# RECORDS PROVIDED:

============

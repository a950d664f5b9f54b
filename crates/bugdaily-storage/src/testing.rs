//! Canned-response HTTP server for exercising fetch paths without the network.

use std::sync::atomic::{AtomicUsize, Ordering};
use std::sync::Arc;

use tokio::io::{AsyncReadExt, AsyncWriteExt};
use tokio::net::TcpListener;
use tokio::sync::Mutex;

#[derive(Debug, Clone)]
pub struct CannedResponse {
    pub status: u16,
    pub content_type: &'static str,
    pub body: String,
}

impl CannedResponse {
    pub fn ok(body: impl Into<String>) -> Self {
        Self {
            status: 200,
            content_type: "text/html; charset=utf-8",
            body: body.into(),
        }
    }

    pub fn xml(body: impl Into<String>) -> Self {
        Self {
            status: 200,
            content_type: "application/rss+xml",
            body: body.into(),
        }
    }

    pub fn status(status: u16) -> Self {
        Self {
            status,
            content_type: "text/plain",
            body: String::new(),
        }
    }

    fn render(&self) -> Vec<u8> {
        format!(
            "HTTP/1.1 {} Canned\r\nContent-Type: {}\r\nContent-Length: {}\r\nConnection: close\r\n\r\n{}",
            self.status,
            self.content_type,
            self.body.len(),
            self.body
        )
        .into_bytes()
    }
}

#[derive(Debug, Clone)]
pub struct TestServer {
    pub base_url: String,
    pub hits: Arc<AtomicUsize>,
    last_request: Arc<Mutex<Option<String>>>,
}

impl TestServer {
    pub fn url(&self, path: &str) -> String {
        format!("{}{}", self.base_url, path)
    }

    /// Request line and headers of the most recent request.
    pub async fn last_request(&self) -> Option<String> {
        self.last_request.lock().await.clone()
    }

    /// Value of `name` in the most recent request, matched case-insensitively.
    pub async fn last_header(&self, name: &str) -> Option<String> {
        let head = self.last_request().await?;
        head.lines().skip(1).find_map(|line| {
            let (key, value) = line.split_once(':')?;
            key.trim()
                .eq_ignore_ascii_case(name)
                .then(|| value.trim().to_string())
        })
    }
}

/// Serve `responses` in order, one per connection; the last one repeats once the list runs out.
pub async fn serve_sequence(responses: Vec<CannedResponse>) -> std::io::Result<TestServer> {
    let listener = TcpListener::bind("127.0.0.1:0").await?;
    let base_url = format!("http://{}", listener.local_addr()?);
    let hits = Arc::new(AtomicUsize::new(0));
    let counter = hits.clone();
    let last_request = Arc::new(Mutex::new(None));
    let recorder = last_request.clone();

    tokio::spawn(async move {
        loop {
            let Ok((mut socket, _)) = listener.accept().await else {
                return;
            };
            let index = counter.fetch_add(1, Ordering::SeqCst);
            let Some(response) = responses
                .get(index)
                .or_else(|| responses.last())
                .cloned()
            else {
                return;
            };

            let mut request = Vec::new();
            let mut buf = [0u8; 1024];
            loop {
                match socket.read(&mut buf).await {
                    Ok(0) | Err(_) => break,
                    Ok(n) => {
                        request.extend_from_slice(&buf[..n]);
                        if request.windows(4).any(|w| w == b"\r\n\r\n") {
                            break;
                        }
                    }
                }
            }

            let head = String::from_utf8_lossy(&request);
            let head = head.split("\r\n\r\n").next().unwrap_or_default().to_string();
            *recorder.lock().await = Some(head);

            let _ = socket.write_all(&response.render()).await;
            let _ = socket.shutdown().await;
        }
    });

    Ok(TestServer {
        base_url,
        hits,
        last_request,
    })
}

/// A loopback URL nothing listens on.
pub fn unreachable_url() -> std::io::Result<String> {
    let listener = std::net::TcpListener::bind("127.0.0.1:0")?;
    let addr = listener.local_addr()?;
    drop(listener);
    Ok(format!("http://{addr}/"))
}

============

# TO DO:
Each line of the listing should be copied exactly.

# SOLUTION FOR THIS EXERCISE:
repository a950d664f5b9f54b
filename crates/bugdaily-storage/src/testing.rs
//! Canned-response HTTP server for exercising fetch paths without the network.

use std::sync::atomic::{AtomicUsize, Ordering};
use std::sync::Arc;

use tokio::io::{AsyncReadExt, AsyncWriteExt};
use tokio::net::TcpListener;
use tokio::sync::Mutex;

#[derive(Debug, Clone)]
pub struct CannedResponse {
    pub status: u16,
    pub content_type: &'static str,
    pub body: String,
}

impl CannedResponse {
    pub fn ok(body: impl Into<String>) -> Self {
        Self {
            status: 200,
            content_type: "text/html; charset=utf-8",
            body: body.into(),
        }
    }

    pub fn xml(body: impl Into<String>) -> Self {
        Self {
            status: 200,
            content_type: "application/rss+xml",
            body: body.into(),
        }
    }

    pub fn status(status: u16) -> Self {
        Self {
            status,
            content_type: "text/plain",
            body: String::new(),
        }
    }

    fn render(&self) -> Vec<u8> {
        format!(
            "HTTP/1.1 {} Canned\r\nContent-Type: {}\r\nContent-Length: {}\r\nConnection: close\r\n\r\n{}",
            self.status,
            self.content_type,
            self.body.len(),
            self.body
        )
        .into_bytes()
    }
}

#[derive(Debug, Clone)]
pub struct TestServer {
    pub base_url: String,
    pub hits: Arc<AtomicUsize>,
    last_request: Arc<Mutex<Option<String>>>,
}

impl TestServer {
    pub fn url(&self, path: &str) -> String {
        format!("{}{}", self.base_url, path)
    }

    /// Request line and headers of the most recent request.
    pub async fn last_request(&self) -> Option<String> {
        self.last_request.lock().await.clone()
    }

    /// Value of `name` in the most recent request, matched case-insensitively.
    pub async fn last_header(&self, name: &str) -> Option<String> {
        let head = self.last_request().await?;
        head.lines().skip(1).find_map(|line| {
            let (key, value) = line.split_once(':')?;
            key.trim()
                .eq_ignore_ascii_case(name)
                .then(|| value.trim().to_string())
        })
    }
}

/// Serve `responses` in order, one per connection; the last one repeats once the list runs out.
pub async fn serve_sequence(responses: Vec<CannedResponse>) -> std::io::Result<TestServer> {
    let listener = TcpListener::bind("127.0.0.1:0").await?;
    let base_url = format!("http://{}", listener.local_addr()?);
    let hits = Arc::new(AtomicUsize::new(0));
    let counter = hits.clone();
    let last_request = Arc::new(Mutex::new(None));
    let recorder = last_request.clone();

    tokio::spawn(async move {
        loop {
            let Ok((mut socket, _)) = listener.accept().await else {
                return;
            };
            let index = counter.fetch_add(1, Ordering::SeqCst);
            let Some(response) = responses
                .get(index)
                .or_else(|| responses.last())
                .cloned()
            else {
                return;
            };

            let mut request = Vec::new();
            let mut buf = [0u8; 1024];
            loop {
                match socket.read(&mut buf).await {
                    Ok(0) | Err(_) => break,
                    Ok(n) => {
                        request.extend_from_slice(&buf[..n]);
                        if request.windows(4).any(|w| w == b"\r\n\r\n") {
                            break;
                        }
                    }
                }
            }

            let head = String::from_utf8_lossy(&request);
            let head = head.split("\r\n\r\n").next().unwrap_or_default().to_string();
            *recorder.lock().await = Some(head);

            let _ = socket.write_all(&response.render()).await;
            let _ = socket.shutdown().await;
        }
    });

    Ok(TestServer {
        base_url,
        hits,
        last_request,
    })
}

/// A loopback URL nothing listens on.
pub fn unreachable_url() -> std::io::Result<String> {
    let listener = std::net::TcpListener::bind("127.0.0.1:0")?;
    let addr = listener.local_addr()?;
    drop(listener);
    Ok(format!("http://{addr}/"))
}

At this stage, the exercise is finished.